A new paper by economists Raj Chetty and Nathaniel Hendren of Harvard University, Patrick Kline and Emmanuel Saez of the University of California at Berkeley, and Nicholas Turner of the Treasury Department’s Office of Tax Analysis finds that even as inequality has risen sharply in the United States in recent decades, the chances of moving up (or down) the ladder have stayed about the same.
This research poses a challenge to the Great Gatsby Curve. This is a relationship between inequality and mobility showing that countries with greater inequality have less economic mobility. To be clear, the Great Gatsby Curve shows that countries with more inequality have less mobility; the new Chetty, et al. paper doesn’t challenge this. What the paper does is add new evidence—using tax records for cohorts going back to 1971—on changes in economic mobility. The United States still has higher inequality and less economic mobility than most other developed nations.
Chetty and Saez are on the Equitable Growth Steering Committee, so perhaps I’m a little biased, but my main take-away from this paper is that it’s an important contribution to the growing pile of knowledge we have about economic mobility. Knowing more about how adult children fare economically, relative to their parents, is an important economic and social issue. The American Dream hinges on the idea of upward mobility; it is part of the idea of what our nation is. We have evidence that economic mobility is lower in the United States than in most other developed countries.
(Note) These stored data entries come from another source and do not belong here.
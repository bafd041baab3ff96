//! Scaffold Service - main application orchestrator.
//!
//! This service coordinates the whole run:
//! 1. Acquire the template into the destination (optional)
//! 2. Directory phase: walk, render names, drain, apply renames
//! 3. File phase: walk, render names and bodies, drain
//! 4. Report
//!
//! The two phases never overlap. Every job failure lands in the returned
//! [`RunReport`]; only setup faults come back as errors.

use std::sync::Arc;
use std::time::Instant;

use tracing::{info, instrument, warn};

use crate::{
    application::{
        ApplicationError, JobQueue, Renderer, TreeWalker,
        ports::{ExpressionEngine, Filesystem, TemplateSource},
        queue::default_workers,
        services::jobs,
    },
    domain::{
        Context, Delimiters, FunctionTable, PathFilter, Phase, RenameCollector, RunReport,
        TemplateEntry,
    },
    error::ButlerResult,
};

/// Knobs for one run.
#[derive(Debug, Clone)]
pub struct ScaffoldOptions {
    /// Worker threads per phase; 0 means one per available CPU.
    pub workers: usize,
    /// Jobs that may wait in the channel; 0 hands each job straight to a
    /// worker.
    pub queue_capacity: usize,
    pub filter: PathFilter,
    pub delimiters: Delimiters,
    pub functions: FunctionTable,
}

impl Default for ScaffoldOptions {
    fn default() -> Self {
        Self {
            workers: 0,
            queue_capacity: 0,
            filter: PathFilter::default(),
            delimiters: Delimiters::default(),
            functions: FunctionTable::standard(),
        }
    }
}

impl ScaffoldOptions {
    fn worker_count(&self) -> usize {
        match self.workers {
            0 => default_workers(),
            n => n,
        }
    }
}

/// Main scaffolding service.
pub struct ScaffoldService {
    filesystem: Arc<dyn Filesystem>,
    engine: Arc<dyn ExpressionEngine>,
    source: Option<Box<dyn TemplateSource>>,
    options: ScaffoldOptions,
}

impl ScaffoldService {
    /// Create a new scaffold service with the given adapters.
    ///
    /// # Example
    ///
    /// ```rust,ignore
    /// let fs: Arc<dyn Filesystem> = Arc::new(LocalFilesystem::new());
    /// let service = ScaffoldService::new(
    ///     Arc::clone(&fs),
    ///     Arc::new(MarkerEngine::new()),
    ///     ScaffoldOptions::default(),
    /// )
    /// .with_source(Box::new(LocalTemplateSource::new(fs)));
    /// ```
    pub fn new(
        filesystem: Arc<dyn Filesystem>,
        engine: Arc<dyn ExpressionEngine>,
        options: ScaffoldOptions,
    ) -> Self {
        Self {
            filesystem,
            engine,
            source: None,
            options,
        }
    }

    /// Attach the adapter used by [`scaffold`](Self::scaffold).
    pub fn with_source(mut self, source: Box<dyn TemplateSource>) -> Self {
        self.source = Some(source);
        self
    }

    pub fn options(&self) -> &ScaffoldOptions {
        &self.options
    }

    /// Scaffold a new project.
    ///
    /// Fetches `template` into the context's project path and renders it in
    /// place. An existing destination is refused unless `overwrite` is set,
    /// in which case it is removed first.
    #[instrument(
        skip_all,
        fields(
            template = %template.name,
            project = %context.project().name,
            dest = %context.project().path.display()
        )
    )]
    pub fn scaffold(
        &self,
        template: &TemplateEntry,
        context: Context,
        overwrite: bool,
    ) -> ButlerResult<RunReport> {
        let dest = context.project().path.clone();
        let source = self
            .source
            .as_ref()
            .ok_or(ApplicationError::AdapterNotConfigured {
                name: "template source",
            })?;

        if self.filesystem.exists(&dest) {
            if !overwrite {
                return Err(ApplicationError::ProjectExists { path: dest }.into());
            }
            warn!(path = %dest.display(), "Removing existing destination");
            self.filesystem.remove_dir_all(&dest).map_err(|e| {
                ApplicationError::FilesystemError {
                    path: dest.clone(),
                    reason: e.to_string(),
                }
            })?;
        }

        info!("Fetching template");
        source.fetch(template, &dest)?;

        self.render_tree(context)
    }

    /// Render an already materialized tree in place.
    ///
    /// The tree root is the context's project path.
    #[instrument(skip_all, fields(root = %context.project().path.display()))]
    pub fn render_tree(&self, context: Context) -> ButlerResult<RunReport> {
        let root = context.project().path.clone();
        if !self.filesystem.exists(&root) {
            return Err(ApplicationError::DestinationMissing { path: root }.into());
        }
        if !self.filesystem.is_dir(&root) {
            return Err(ApplicationError::DestinationNotDirectory { path: root }.into());
        }

        let started = Instant::now();
        let workers = self.options.worker_count();
        let capacity = self.options.queue_capacity;
        let context = Arc::new(context);
        let renderer = Arc::new(Renderer::new(
            Arc::clone(&self.engine),
            self.options.delimiters.clone(),
            self.options.functions.clone(),
        ));
        let walker = TreeWalker::new(
            Arc::clone(&self.filesystem),
            Arc::new(self.options.filter.clone()),
        );

        info!(workers, "Rendering directory names");
        let collector = Arc::new(RenameCollector::new());
        let queue = JobQueue::start(
            Phase::Directory,
            workers,
            capacity,
            jobs::directory_handler(Arc::clone(&renderer), Arc::clone(&collector)),
        )?;
        let walked = walker.walk(&root, Phase::Directory, &queue, &context)?;
        let mut report = queue.drain();
        report.merge(walked.failures);
        report.merge(jobs::apply_renames(
            self.filesystem.as_ref(),
            collector.take_plan(),
        ));

        info!("Rendering files");
        let queue = JobQueue::start(
            Phase::File,
            workers,
            capacity,
            jobs::file_handler(renderer, Arc::clone(&self.filesystem)),
        )?;
        let walked = walker.walk(&root, Phase::File, &queue, &context)?;
        report.merge(queue.drain());
        report.merge(walked.failures);

        report.elapsed = started.elapsed();
        info!(
            succeeded = report.succeeded,
            failed = report.failed(),
            renamed = report.directories_renamed,
            rendered = report.files_rendered,
            moved = report.files_moved,
            elapsed_ms = report.elapsed.as_millis() as u64,
            "Render finished"
        );
        Ok(report)
    }
}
And recent research by Chetty and his co-authors finds that where you’re born within the United States matters: there is a high degree of variation in the chances of moving up depending on where you live.
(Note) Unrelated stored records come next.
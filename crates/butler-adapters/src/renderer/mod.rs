//! Expression engine adapters.
//!
//! The marker language is intentionally small: field access, literals,
//! function calls and pipelines. No control flow.

mod lexer;
mod marker;
mod parser;

pub use marker::MarkerEngine;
But, while the paper sheds light on an important issue, it doesn’t put me in a good mood. The US economy grew by 217 percent between 1971 and 2012. We’ve lived through an era where we were told that if we left the market alone, we’d all benefit. Yet, what we’re learning today is that the gaps between the rungs of the ladder are further apart and that our chances of moving on up aren’t any better.
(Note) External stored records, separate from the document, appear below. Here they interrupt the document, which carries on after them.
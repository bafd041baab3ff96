//! Tracing subscriber initialisation.
//!
//! Only the CLI installs a subscriber; `butler-core` and `butler-adapters`
//! only emit spans and events.
//!
//! # Verbosity mapping
//!
//! | Flag(s)  | Filter level |
//! |----------|--------------|
//! | (none)   | WARN         |
//! | `-v`     | INFO         |
//! | `-vv`    | DEBUG        |
//! | `-vvv`   | TRACE        |
//! | `--quiet`| ERROR        |
//!
//! `RUST_LOG` overrides all of the above if set.

use std::io::IsTerminal as _;

use tracing_subscriber::{EnvFilter, layer::SubscriberExt, util::SubscriberInitExt};

use crate::cli::GlobalArgs;

const CRATES: &[&str] = &["butler", "butler_cli", "butler_core", "butler_adapters"];

/// Initialise the global tracing subscriber.
///
/// Must be called once, before any tracing macros fire.
pub fn init_logging(args: &GlobalArgs) -> anyhow::Result<()> {
    let filter = EnvFilter::try_from_default_env()
        .unwrap_or_else(|_| EnvFilter::new(filter_directives(derive_level(args))));

    let use_ansi = !args.no_color && std::io::stderr().is_terminal();

    let fmt_layer = tracing_subscriber::fmt::layer()
        .with_target(false)
        .with_thread_names(args.verbose >= 2)
        .with_file(false)
        .with_line_number(false)
        .with_ansi(use_ansi)
        .with_writer(std::io::stderr);

    let registry = tracing_subscriber::registry().with(filter);
    let result = if args.log_json {
        registry.with(fmt_layer.json()).try_init()
    } else {
        registry.with(fmt_layer).try_init()
    };

    result.map_err(|e| anyhow::anyhow!("Failed to initialise tracing: {e}"))
}

/// Translate the verbosity counter + quiet flag to a level string.
fn derive_level(args: &GlobalArgs) -> &'static str {
    if args.quiet {
        return "error";
    }
    match args.verbose {
        0 => "warn",
        1 => "info",
        2 => "debug",
        _ => "trace",
    }
}

fn filter_directives(level: &str) -> String {
    CRATES
        .iter()
        .map(|krate| format!("{krate}={level}"))
        .collect::<Vec<_>>()
        .join(",")
}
This paper leads to a number of new research questions. And, the authors are doing their part to encourage people to seek answers by making their data public, as they have with earlier datasets. In this batch, they are releasing data on mobility in multiple cohorts for every Commuting Zone in the United States. To understand the economy, we need data and these scholars are giving us thousands of new data points (hint: for anyone considering our request for proposals, we’d love to see ideas making use of these data!).
In terms of specific questions I’m left with after reading the paper, I’ll start with the tantalizing cliffhanger. The authors don’t yet have much income data for children born after 1986. As an interim measure, they look at college attendance rates. College attendance is correlated with later earnings, so this makes sense. But, of course, we don’t know yet what that relationship will look like for students who just graduated, especially for those starting their careers in the Great Recession.
Second, if Chetty and his co-authors are correct, the variation in intergenerational mobility is much greater within the United States than across time. In the United States, it matters more where you were born than when you were born. So, what are some places doing right (and what are others doing wrong)? What’s so special about Northern California or Salt Lake City?
And, how does the shape of the income distribution interact with economic mobility and what does really mean for all of us? Chetty and his co-authors point out that the relationship between inequality and economic mobility may be affected by what the income distribution looks like. When we look at how inequality has played out within the United States (and across the world), the story is very much about the top sliver pulling further and further apart. This leads us to the question: how does the top 1 percent pulling away affect mobility? And, how does this intersect with the growing stock of wealth those at the top command?